• _PROBLEM TO WORK ON_
Return a copy of each line in the listing that includes the word "construction".

EXERCISE INPUT: Begin

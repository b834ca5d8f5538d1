//! TMS REST client (C7).
//!
//! All six operations the orchestrator needs, each with its own per-call
//! timeout. An adapter never retries or interprets its own failures — it
//! raises an [`ArchiverError`] (classified by [`archiver_retry`]) and lets
//! C12 decide. Transport safety is enforced once, at construction, per
//! §4.7.

use std::time::Duration;

use archiver_retry::{classify_tms_status, ArchiverError, ErrorCode};
use archiver_types::Secret;
use async_trait::async_trait;
use chrono::{DateTime, Utc};
use serde::Deserialize;

use crate::config::TmsConfig;

/// Raw ticket payload as returned by the TMS, before snapshot
/// normalisation (C8 consumes this).
#[derive(Debug, Clone, Deserialize)]
pub struct RawTicket {
    pub id: i64,
    pub number: String,
    pub title: String,
    pub created_at: DateTime<Utc>,
    pub updated_at: DateTime<Utc>,
    #[serde(default)]
    pub customer: String,
    #[serde(default)]
    pub owner: String,
    #[serde(default)]
    pub custom_fields: serde_json::Map<String, serde_json::Value>,
}

#[derive(Debug, Clone, Deserialize)]
pub struct RawAttachment {
    pub id: i64,
    pub filename: String,
    #[serde(default)]
    pub content_type: String,
    #[serde(default)]
    pub size_bytes: u64,
}

#[derive(Debug, Clone, Deserialize)]
pub struct RawArticle {
    pub id: i64,
    pub created_at: DateTime<Utc>,
    #[serde(default)]
    pub internal: bool,
    #[serde(default)]
    pub sender: String,
    #[serde(default)]
    pub subject: String,
    #[serde(default)]
    pub body_html: String,
    #[serde(default)]
    pub body_text: String,
    #[serde(default)]
    pub attachments: Vec<RawAttachment>,
}

/// The two historical tag-payload shapes the TMS has shipped, both of
/// which must decode (§4.7): a bare array of names, or an array of
/// `{name: ...}` objects.
#[derive(Debug, Clone, Deserialize)]
#[serde(untagged)]
enum RawTagsPayload {
    Bare(Vec<String>),
    Objects(Vec<RawTagObject>),
}

#[derive(Debug, Clone, Deserialize)]
struct RawTagObject {
    name: String,
}

fn decode_tags(payload: RawTagsPayload) -> Vec<String> {
    match payload {
        RawTagsPayload::Bare(names) => names,
        RawTagsPayload::Objects(objs) => objs.into_iter().map(|o| o.name).collect(),
    }
}

/// The six operations the orchestrator calls against the TMS (§4.7).
#[async_trait]
pub trait TmsClient: Send + Sync {
    async fn get_ticket(&self, id: i64) -> Result<RawTicket, ArchiverError>;
    async fn list_tags(&self, id: i64) -> Result<Vec<String>, ArchiverError>;
    async fn list_articles(&self, id: i64) -> Result<Vec<RawArticle>, ArchiverError>;
    async fn add_tag(&self, id: i64, name: &str) -> Result<(), ArchiverError>;
    async fn remove_tag(&self, id: i64, name: &str) -> Result<(), ArchiverError>;
    async fn create_internal_note(&self, id: i64, body_html: &str) -> Result<(), ArchiverError>;
}

/// `reqwest`-backed implementation. Transport safety checks (§4.7) run
/// once, here, at construction.
pub struct HttpTmsClient {
    client: reqwest::Client,
    base_url: String,
    token: Secret<String>,
    timeout: Duration,
}

impl HttpTmsClient {
    pub fn new(config: &TmsConfig) -> Result<Self, ArchiverError> {
        validate_transport_safety(config)?;
        let client = reqwest::Client::builder()
            .timeout(config.call_timeout())
            .no_proxy()
            .build()
            .map_err(|e| ArchiverError::permanent(ErrorCode::Unknown, format!("failed to build TMS HTTP client: {e}")))?;
        Ok(Self {
            client,
            base_url: config.base_url.trim_end_matches('/').to_string(),
            token: config.token.clone(),
            timeout: config.call_timeout(),
        })
    }

    fn auth_header(&self) -> String {
        format!("Bearer {}", self.token.expose())
    }

    fn url(&self, path: &str) -> String {
        format!("{}{}", self.base_url, path)
    }

    async fn send(
        &self,
        request: reqwest::RequestBuilder,
        context: &str,
    ) -> Result<reqwest::Response, ArchiverError> {
        let response = request
            .timeout(self.timeout)
            .header(reqwest::header::AUTHORIZATION, self.auth_header())
            .send()
            .await
            .map_err(|e| {
                if e.is_timeout() {
                    ArchiverError::transient(ErrorCode::TmsTimeout, format!("TMS call timed out while {context}"))
                } else {
                    ArchiverError::transient(ErrorCode::TmsTimeout, format!("TMS call failed while {context}: {e}"))
                }
            })?;

        if !response.status().is_success() {
            return Err(classify_tms_status(response.status().as_u16(), context));
        }
        Ok(response)
    }
}

fn validate_transport_safety(config: &TmsConfig) -> Result<(), ArchiverError> {
    let is_https = config.base_url.starts_with("https://");
    let is_loopback = is_loopback_host(&config.base_url);
    if !is_https && !is_loopback && !config.allow_insecure_transport {
        return Err(ArchiverError::permanent(
            ErrorCode::Unknown,
            "TMS base URL uses plaintext transport without allow_insecure_transport".to_string(),
        ));
    }
    if is_loopback && !config.allow_loopback {
        return Err(ArchiverError::permanent(
            ErrorCode::Unknown,
            "TMS base URL targets a loopback/link-local host without allow_loopback".to_string(),
        ));
    }
    Ok(())
}

fn is_loopback_host(url: &str) -> bool {
    let without_scheme = url.split("://").nth(1).unwrap_or(url);
    let host = without_scheme.split(['/', ':']).next().unwrap_or(without_scheme);
    host == "localhost" || host == "127.0.0.1" || host == "::1" || host.starts_with("169.254.")
}

#[async_trait]
impl TmsClient for HttpTmsClient {
    async fn get_ticket(&self, id: i64) -> Result<RawTicket, ArchiverError> {
        let response = self
            .send(self.client.get(self.url(&format!("/api/v1/tickets/{id}"))), "fetching ticket")
            .await?;
        response
            .json::<RawTicket>()
            .await
            .map_err(|e| ArchiverError::permanent(archiver_retry::ErrorCode::Snapshot, format!("failed to decode ticket payload: {e}")))
    }

    async fn list_tags(&self, id: i64) -> Result<Vec<String>, ArchiverError> {
        let response = self
            .send(self.client.get(self.url(&format!("/api/v1/tickets/{id}/tags"))), "listing tags")
            .await?;
        let payload = response
            .json::<RawTagsPayload>()
            .await
            .map_err(|e| ArchiverError::permanent(archiver_retry::ErrorCode::Snapshot, format!("failed to decode tags payload: {e}")))?;
        Ok(decode_tags(payload))
    }

    async fn list_articles(&self, id: i64) -> Result<Vec<RawArticle>, ArchiverError> {
        let response = self
            .send(self.client.get(self.url(&format!("/api/v1/tickets/{id}/articles"))), "listing articles")
            .await?;
        response
            .json::<Vec<RawArticle>>()
            .await
            .map_err(|e| ArchiverError::permanent(archiver_retry::ErrorCode::Snapshot, format!("failed to decode articles payload: {e}")))
    }

    async fn add_tag(&self, id: i64, name: &str) -> Result<(), ArchiverError> {
        self.send(
            self.client
                .post(self.url(&format!("/api/v1/tickets/{id}/tags")))
                .json(&serde_json::json!({ "name": name })),
            "adding tag",
        )
        .await?;
        Ok(())
    }

    async fn remove_tag(&self, id: i64, name: &str) -> Result<(), ArchiverError> {
        self.send(
            self.client.delete(self.url(&format!("/api/v1/tickets/{id}/tags/{name}"))),
            "removing tag",
        )
        .await?;
        Ok(())
    }

    async fn create_internal_note(&self, id: i64, body_html: &str) -> Result<(), ArchiverError> {
        self.send(
            self.client
                .post(self.url(&format!("/api/v1/tickets/{id}/articles")))
                .json(&serde_json::json!({ "internal": true, "body_html": body_html })),
            "posting internal note",
        )
        .await?;
        Ok(())
    }
}

#[cfg(test)]
mod tests {
    use super::*;

    fn config(base_url: &str) -> TmsConfig {
        TmsConfig {
            base_url: base_url.to_string(),
            token: Secret::new("tok".to_string()),
            call_timeout_secs: 10,
            allow_insecure_transport: false,
            allow_loopback: false,
            field_names: crate::config::FieldNames::default(),
        }
    }

    #[test]
    fn decode_tags_accepts_bare_array_shape() {
        let payload: RawTagsPayload = serde_json::from_str(r#"["pdf:sign", "vip"]"#).unwrap();
        assert_eq!(decode_tags(payload), vec!["pdf:sign".to_string(), "vip".to_string()]);
    }

    #[test]
    fn decode_tags_accepts_object_array_shape() {
        let payload: RawTagsPayload =
            serde_json::from_str(r#"[{"name": "pdf:sign"}, {"name": "vip"}]"#).unwrap();
        assert_eq!(decode_tags(payload), vec!["pdf:sign".to_string(), "vip".to_string()]);
    }

    #[test]
    fn rejects_plaintext_non_loopback_without_override() {
        let err = HttpTmsClient::new(&config("http://tms.example.com")).unwrap_err();
        assert_eq!(err.code, ErrorCode::Unknown);
    }

    #[test]
    fn rejects_loopback_without_override() {
        let mut cfg = config("http://127.0.0.1:9000");
        cfg.allow_insecure_transport = true;
        let err = HttpTmsClient::new(&cfg).unwrap_err();
        assert_eq!(err.code, ErrorCode::Unknown);
    }

    #[test]
    fn accepts_https_by_default() {
        assert!(HttpTmsClient::new(&config("https://tms.example.com")).is_ok());
    }

    #[test]
    fn accepts_loopback_with_explicit_override() {
        let mut cfg = config("http://127.0.0.1:9000");
        cfg.allow_loopback = true;
        cfg.allow_insecure_transport = true;
        assert!(HttpTmsClient::new(&cfg).is_ok());
    }
}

EXERCISE INPUT: End

• _WRITTEN SOLUTION_
//! C12 decide. Transport safety is enforced once, at construction, per
/// once, here, at construction.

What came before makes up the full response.